[Data for review]
- - - - - - -
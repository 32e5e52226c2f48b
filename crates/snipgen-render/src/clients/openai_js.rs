//! OpenAI-compatible SDK snippets for JavaScript. Chat completions only.

use snipgen_core::{ClientId, Literal, ResolvedRequest, SnippetError};

use crate::js::{credential, data_uri_prelude, object, Imports};
use crate::traits::{refuse, Renderer};

const STREAM_LOOP: &str = r#"for await (const chunk of stream) {
    process.stdout.write(chunk.choices[0]?.delta?.content || "");
}"#;

/// Renders `new OpenAI({ baseURL })` snippets pointed at the resolved base URL.
#[derive(Debug, Clone, Copy, Default)]
pub struct OpenAiJsRenderer;

impl Renderer for OpenAiJsRenderer {
    fn client(&self) -> ClientId {
        ClientId::OpenAiJs
    }

    fn render(&self, request: &ResolvedRequest) -> Result<String, SnippetError> {
        if !request.task.is_conversational() {
            return Err(refuse(request, "the OpenAI client only serves chat completions"));
        }
        let mut imports = Imports::new();
        imports.add(r#"import { OpenAI } from "openai";"#);

        let mut options = vec![
            ("baseURL".to_string(), Literal::str(request.base_url.clone())),
            ("apiKey".to_string(), credential(&request.credential)),
        ];
        if let Some(org) = &request.bill_to {
            options.push((
                "defaultHeaders".to_string(),
                Literal::dict([(request.bill_to_header.clone(), Literal::str(org.clone()))]),
            ));
        }
        let mut sections = vec![format!("const client = new OpenAI({});", object(&options, 0))];
        sections.extend(data_uri_prelude(&request.data_uris, &mut imports));

        let mut args = vec![(
            "model".to_string(),
            Literal::str(request.model.alias.to_string()),
        )];
        if let Some(messages) = &request.messages {
            args.push(("messages".to_string(), messages.clone()));
        }
        args.extend(request.chat.entries());
        if request.streaming {
            args.push(("stream".to_string(), Literal::Bool(true)));
            sections.push(format!(
                "const stream = await client.chat.completions.create({});",
                object(&args, 0)
            ));
            sections.push(STREAM_LOOP.to_string());
        } else {
            sections.push(format!(
                "const chatCompletion = await client.chat.completions.create({});",
                object(&args, 0)
            ));
            sections.push("console.log(chatCompletion.choices[0].message);".to_string());
        }

        let mut out = vec![imports.render()];
        out.extend(sections);
        Ok(out.join("\n\n"))
    }
}

#[cfg(test)]
mod tests {
    use super::*;
    use crate::testing::resolve;
    use snipgen_core::{TokenSource, Variant};

    #[test]
    fn test_streaming_through_router() {
        let request = resolve(
            "conversational",
            "together",
            "meta-llama/Llama-3.1-8B-Instruct",
            ClientId::OpenAiJs,
            &Variant::new().with_streaming(true),
        );
        let out = OpenAiJsRenderer.render(&request).unwrap();
        assert!(out.starts_with("import { OpenAI } from \"openai\";\n\nconst client = new OpenAI({\n    baseURL: \"https://router.huggingface.co/together/v1\",\n    apiKey: \"api_token\",\n});"));
        assert!(out.contains("    model: \"<together alias for meta-llama/Llama-3.1-8B-Instruct>\",\n"));
        assert!(out.contains("    max_tokens: 500,\n    stream: true,\n});"));
        assert!(out.ends_with("process.stdout.write(chunk.choices[0]?.delta?.content || \"\");\n}"));
    }

    #[test]
    fn test_billing_default_headers_and_env_key() {
        let variant = Variant::new()
            .with_bill_to("huggingface")
            .with_token(TokenSource::OptionalEnv {
                var: None,
                default: Some("it's".to_string()),
            });
        let request = resolve("conversational", "auto", "org/m", ClientId::OpenAiJs, &variant);
        let out = OpenAiJsRenderer.render(&request).unwrap();
        assert!(out.contains(
            "    apiKey: process.env.HF_TOKEN ?? \"it's\",\n    defaultHeaders: {\n        \"X-HF-Bill-To\": \"huggingface\",\n    },\n});"
        ));
        assert!(out.ends_with("console.log(chatCompletion.choices[0].message);"));
    }

    #[test]
    fn test_sampling_options() {
        let variant = Variant::new().with_temperature(0.5).with_top_p(0.7);
        let request = resolve("conversational", "auto", "org/m", ClientId::OpenAiJs, &variant);
        let out = OpenAiJsRenderer.render(&request).unwrap();
        assert!(out.contains("    temperature: 0.5,\n    max_tokens: 500,\n    top_p: 0.7,\n});"));
    }

    #[test]
    fn test_non_chat_refused() {
        let request = resolve(
            "text-classification",
            "hf-inference",
            "org/m",
            ClientId::Requests,
            &Variant::new(),
        );
        assert!(OpenAiJsRenderer.render(&request).unwrap_err().is_unsupported());
    }
}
- - - - - - -
[The task] Please transcribe all of the data above exactly.

[Reply]
repository 32e5e52226c2f48b
filename crates/snipgen-render/src/clients/openai_js.rs
//! OpenAI-compatible SDK snippets for JavaScript. Chat completions only.

use snipgen_core::{ClientId, Literal, ResolvedRequest, SnippetError};

use crate::js::{credential, data_uri_prelude, object, Imports};
use crate::traits::{refuse, Renderer};

const STREAM_LOOP: &str = r#"for await (const chunk of stream) {
    process.stdout.write(chunk.choices[0]?.delta?.content || "");
}"#;

/// Renders `new OpenAI({ baseURL })` snippets pointed at the resolved base URL.
#[derive(Debug, Clone, Copy, Default)]
pub struct OpenAiJsRenderer;

impl Renderer for OpenAiJsRenderer {
    fn client(&self) -> ClientId {
        ClientId::OpenAiJs
    }

    fn render(&self, request: &ResolvedRequest) -> Result<String, SnippetError> {
        if !request.task.is_conversational() {
            return Err(refuse(request, "the OpenAI client only serves chat completions"));
        }
        let mut imports = Imports::new();
        imports.add(r#"import { OpenAI } from "openai";"#);

        let mut options = vec![
            ("baseURL".to_string(), Literal::str(request.base_url.clone())),
            ("apiKey".to_string(), credential(&request.credential)),
        ];
        if let Some(org) = &request.bill_to {
            options.push((
                "defaultHeaders".to_string(),
                Literal::dict([(request.bill_to_header.clone(), Literal::str(org.clone()))]),
            ));
        }
        let mut sections = vec![format!("const client = new OpenAI({});", object(&options, 0))];
        sections.extend(data_uri_prelude(&request.data_uris, &mut imports));

        let mut args = vec![(
            "model".to_string(),
            Literal::str(request.model.alias.to_string()),
        )];
        if let Some(messages) = &request.messages {
            args.push(("messages".to_string(), messages.clone()));
        }
        args.extend(request.chat.entries());
        if request.streaming {
            args.push(("stream".to_string(), Literal::Bool(true)));
            sections.push(format!(
                "const stream = await client.chat.completions.create({});",
                object(&args, 0)
            ));
            sections.push(STREAM_LOOP.to_string());
        } else {
            sections.push(format!(
                "const chatCompletion = await client.chat.completions.create({});",
                object(&args, 0)
            ));
            sections.push("console.log(chatCompletion.choices[0].message);".to_string());
        }

        let mut out = vec![imports.render()];
        out.extend(sections);
        Ok(out.join("\n\n"))
    }
}

#[cfg(test)]
mod tests {
    use super::*;
    use crate::testing::resolve;
    use snipgen_core::{TokenSource, Variant};

    #[test]
    fn test_streaming_through_router() {
        let request = resolve(
            "conversational",
            "together",
            "meta-llama/Llama-3.1-8B-Instruct",
            ClientId::OpenAiJs,
            &Variant::new().with_streaming(true),
        );
        let out = OpenAiJsRenderer.render(&request).unwrap();
        assert!(out.starts_with("import { OpenAI } from \"openai\";\n\nconst client = new OpenAI({\n    baseURL: \"https://router.huggingface.co/together/v1\",\n    apiKey: \"api_token\",\n});"));
        assert!(out.contains("    model: \"<together alias for meta-llama/Llama-3.1-8B-Instruct>\",\n"));
        assert!(out.contains("    max_tokens: 500,\n    stream: true,\n});"));
        assert!(out.ends_with("process.stdout.write(chunk.choices[0]?.delta?.content || \"\");\n}"));
    }

    #[test]
    fn test_billing_default_headers_and_env_key() {
        let variant = Variant::new()
            .with_bill_to("huggingface")
            .with_token(TokenSource::OptionalEnv {
                var: None,
                default: Some("it's".to_string()),
            });
        let request = resolve("conversational", "auto", "org/m", ClientId::OpenAiJs, &variant);
        let out = OpenAiJsRenderer.render(&request).unwrap();
        assert!(out.contains(
            "    apiKey: process.env.HF_TOKEN ?? \"it's\",\n    defaultHeaders: {\n        \"X-HF-Bill-To\": \"huggingface\",\n    },\n});"
        ));
        assert!(out.ends_with("console.log(chatCompletion.choices[0].message);"));
    }

    #[test]
    fn test_sampling_options() {
        let variant = Variant::new().with_temperature(0.5).with_top_p(0.7);
        let request = resolve("conversational", "auto", "org/m", ClientId::OpenAiJs, &variant);
        let out = OpenAiJsRenderer.render(&request).unwrap();
        assert!(out.contains("    temperature: 0.5,\n    max_tokens: 500,\n    top_p: 0.7,\n});"));
    }

    #[test]
    fn test_non_chat_refused() {
        let request = resolve(
            "text-classification",
            "hf-inference",
            "org/m",
            ClientId::Requests,
            &Variant::new(),
        );
        assert!(OpenAiJsRenderer.render(&request).unwrap_err().is_unsupported());
    }
}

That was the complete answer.